The last word strains his throat, hits a note shrill with panic and wholly unmanly and undignified, completely at odds with how he sees himself, but right now he doesn't care, doesn't give a damn, because if Peter is hurt ...

Without a second thought Sirius raises his wand and blasts down his friend's front door.

When he steps into the hallway, it is as still and cold as a tomb. He has never been foresighted, never even believed in prophesy, but now he is paralysed with an intuition that this is bad, that this is really bad ...

And all he wanted tonight was a chat with his old friend, a few shots of Firewhisky, a reminisce, a hug perhaps, a respite from all the life-and-death desperation of the war, that was all ...

Now he is trembling with adrenaline, with the knowledge that Peter would never run out when they'd arranged to meet, never stand up his oldest friend, never let them down. Something must have happened, something that has never really happened to Sirius, never broken through into the closed circle of people he loves, but that has finally come home to roost.

Before this night is over, he knows, he will find out just how tragedy has touched his life.

With his heart beating so hard and fast he feels sick, Sirius races through the house, searching. For a rat, for a man, for a sign that his intuition is wrong, that he has never been more wrong in his life.

He finds nothing.

"Something's not right," he whispers aloud.

Has Lupin really turned traitor, then? Sirius has suspected it, suspected it all year, since all the plans started going balls up and Lupin's info started being wrong all the time, since the incident with Greyback and Moody – because, really, who else could it be?

It makes him feel physically sick, the idea of Remus Lupin selling them out, of monsters with furred and fanged alter egos and monsters with hoods and masks coming for little Peter. It fills him with rage, because when has Peter ever harmed anything? When has he ever been vindictive or cruel, when has he ever failed to be anything other than one of the most loyal, tenacious –

A voice in Sirius's head (cool and supercilious, it sounds oddly like Regulus in full know-it-all mode) says, What about the Dark Mark?

The thought stops him dead in his mental tracks. There is no Dark Mark. No obscene death's head hovering above the house. There have been no Death Eaters here tonight.

In which case ...

No. His mind rejects it. Can't grasp it. Screams with a near-hysterical certitude that it must be wrong. Peter would never go willingly, would never betray them, could never betray them.

Not Peter. Not Peter, who they have always trusted with their lives, trusted to bail them out, trusted to come through when all the plans fall apart and it's do-or-die.
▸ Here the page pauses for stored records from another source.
// Copyright (c) 2024-2026 Martin Schröder <info@swedishembedded.com>
//
// SPDX-License-Identifier: MIT
//! In-memory session registry.
//!
//! Sessions are created on the first turn and expired after an idle
//! timeout.  This store is transport-side plumbing: it mints ids and keeps
//! snapshots between turns.  Restart durability is out of scope — put a
//! real store behind the same surface if you need one.

use std::collections::HashMap;
use std::sync::Mutex;
use std::time::{Duration, Instant};

use tracing::debug;
use uuid::Uuid;

use freja_config::SessionConfig;

use crate::session::Session;

struct Stored {
    session: Session,
    last_access: Instant,
}

pub struct SessionStore {
    sessions: Mutex<HashMap<String, Stored>>,
    timeout: Duration,
}

impl SessionStore {
    pub fn new(timeout: Duration) -> Self {
        Self {
            sessions: Mutex::new(HashMap::new()),
            timeout,
        }
    }

    pub fn from_config(config: &SessionConfig) -> Self {
        Self::new(Duration::from_secs(config.timeout_secs))
    }

    /// Register a session and mint its id.
    pub fn insert(&self, session: Session) -> String {
        let id = Uuid::new_v4().to_string();
        let mut sessions = self.sessions.lock().unwrap();
        sessions.insert(
            id.clone(),
            Stored { session, last_access: Instant::now() },
        );
        debug!(session_id = %id, "session created");
        id
    }

    /// Fetch a session snapshot by id.
    ///
    /// Returns `None` for unknown or expired ids; expired sessions are
    /// removed on access.
    pub fn get(&self, id: &str) -> Option<Session> {
        let mut sessions = self.sessions.lock().unwrap();
        let stored = sessions.get_mut(id)?;
        if stored.last_access.elapsed() > self.timeout {
            sessions.remove(id);
            debug!(session_id = %id, "session expired on access");
            return None;
        }
        stored.last_access = Instant::now();
        Some(stored.session.clone())
    }

    /// Persist the new snapshot for an existing session.
    /// Returns `false` when the id is unknown (or already expired).
    pub fn save(&self, id: &str, session: Session) -> bool {
        let mut sessions = self.sessions.lock().unwrap();
        match sessions.get_mut(id) {
            Some(stored) => {
                stored.session = session;
                stored.last_access = Instant::now();
                true
            }
            None => false,
        }
    }

    /// Delete a session.  Returns `true` if it existed.
    pub fn remove(&self, id: &str) -> bool {
        self.sessions.lock().unwrap().remove(id).is_some()
    }

    /// Remove all expired sessions, returning how many were dropped.
    pub fn cleanup_expired(&self) -> usize {
        let mut sessions = self.sessions.lock().unwrap();
        let before = sessions.len();
        sessions.retain(|_, stored| stored.last_access.elapsed() <= self.timeout);
        before - sessions.len()
    }

    pub fn count(&self) -> usize {
        self.sessions.lock().unwrap().len()
    }

    pub fn ids(&self) -> Vec<String> {
        self.sessions.lock().unwrap().keys().cloned().collect()
    }
}

// ─── Unit tests ──────────────────────────────────────────────────────────────

#[cfg(test)]
mod tests {
    use super::*;
    use freja_form::FormDefinition;

    fn session() -> Session {
        Session::new(
            FormDefinition::parse(
                "---\ntitle: T\nfields:\n  - id: a\n    type: text\n    required: true\n---\nbody",
            )
            .unwrap(),
        )
    }

    #[test]
    fn insert_mints_unique_ids() {
        let store = SessionStore::new(Duration::from_secs(60));
        let a = store.insert(session());
        let b = store.insert(session());
        assert_ne!(a, b);
        assert_eq!(store.count(), 2);
    }

    #[test]
    fn get_returns_stored_snapshot() {
        let store = SessionStore::new(Duration::from_secs(60));
        let id = store.insert(session());
        assert!(store.get(&id).is_some());
        assert!(store.get("unknown").is_none());
    }

    #[test]
    fn save_replaces_the_snapshot() {
        let store = SessionStore::new(Duration::from_secs(60));
        let id = store.insert(session());
        let mut updated = store.get(&id).unwrap();
        updated.store_answer("a", "x".into());
        assert!(store.save(&id, updated));
        assert_eq!(store.get(&id).unwrap().answers["a"].as_text(), Some("x"));
    }

    #[test]
    fn save_unknown_id_is_rejected() {
        let store = SessionStore::new(Duration::from_secs(60));
        assert!(!store.save("nope", session()));
    }

    #[test]
    fn expired_sessions_vanish_on_access() {
        let store = SessionStore::new(Duration::ZERO);
        let id = store.insert(session());
        assert!(store.get(&id).is_none());
        assert_eq!(store.count(), 0);
    }

    #[test]
    fn cleanup_sweeps_expired_sessions() {
        let store = SessionStore::new(Duration::ZERO);
        store.insert(session());
        store.insert(session());
        assert_eq!(store.cleanup_expired(), 2);
        assert_eq!(store.count(), 0);
    }

    #[test]
    fn remove_reports_existence() {
        let store = SessionStore::new(Duration::from_secs(60));
        let id = store.insert(session());
        assert!(store.remove(&id));
        assert!(!store.remove(&id));
    }
}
Quick-thinking Peter, practical-joker Peter, gentle Peter, Peter who would take the blame, take the flak, Peter who told Remus they knew when Sirius and James were too afraid, Peter who had proven his loyalty ten thousand times, Peter the Secret-Keeper ...

The Secret-Keeper Sirius had suggested.

The Secret-Keeper.

Lily and James. Harry.

When it comes down to it, they are Sirius's family. When it comes down to it, there is one person Sirius loves more than anyone on this earth. His best friend, his true brother, James Potter, and there is no competition. He would die for James. He would kill for James.

But if he is right (please God, let me not be) he may have killed James.

Sirius is on his motorbike before he can process his own thoughts. He is roaring through the black haunted night, so fast the wind rips the feeling from his face, steals the tears from his eyes. But not fast enough to outrun his fear, not fast enough to chase down death.

He squeezes the accelerator.

Faster.


This is Sirius Black, August the Second, 1980, the moment he first lays eyes on his days-old godson, Harry James Potter.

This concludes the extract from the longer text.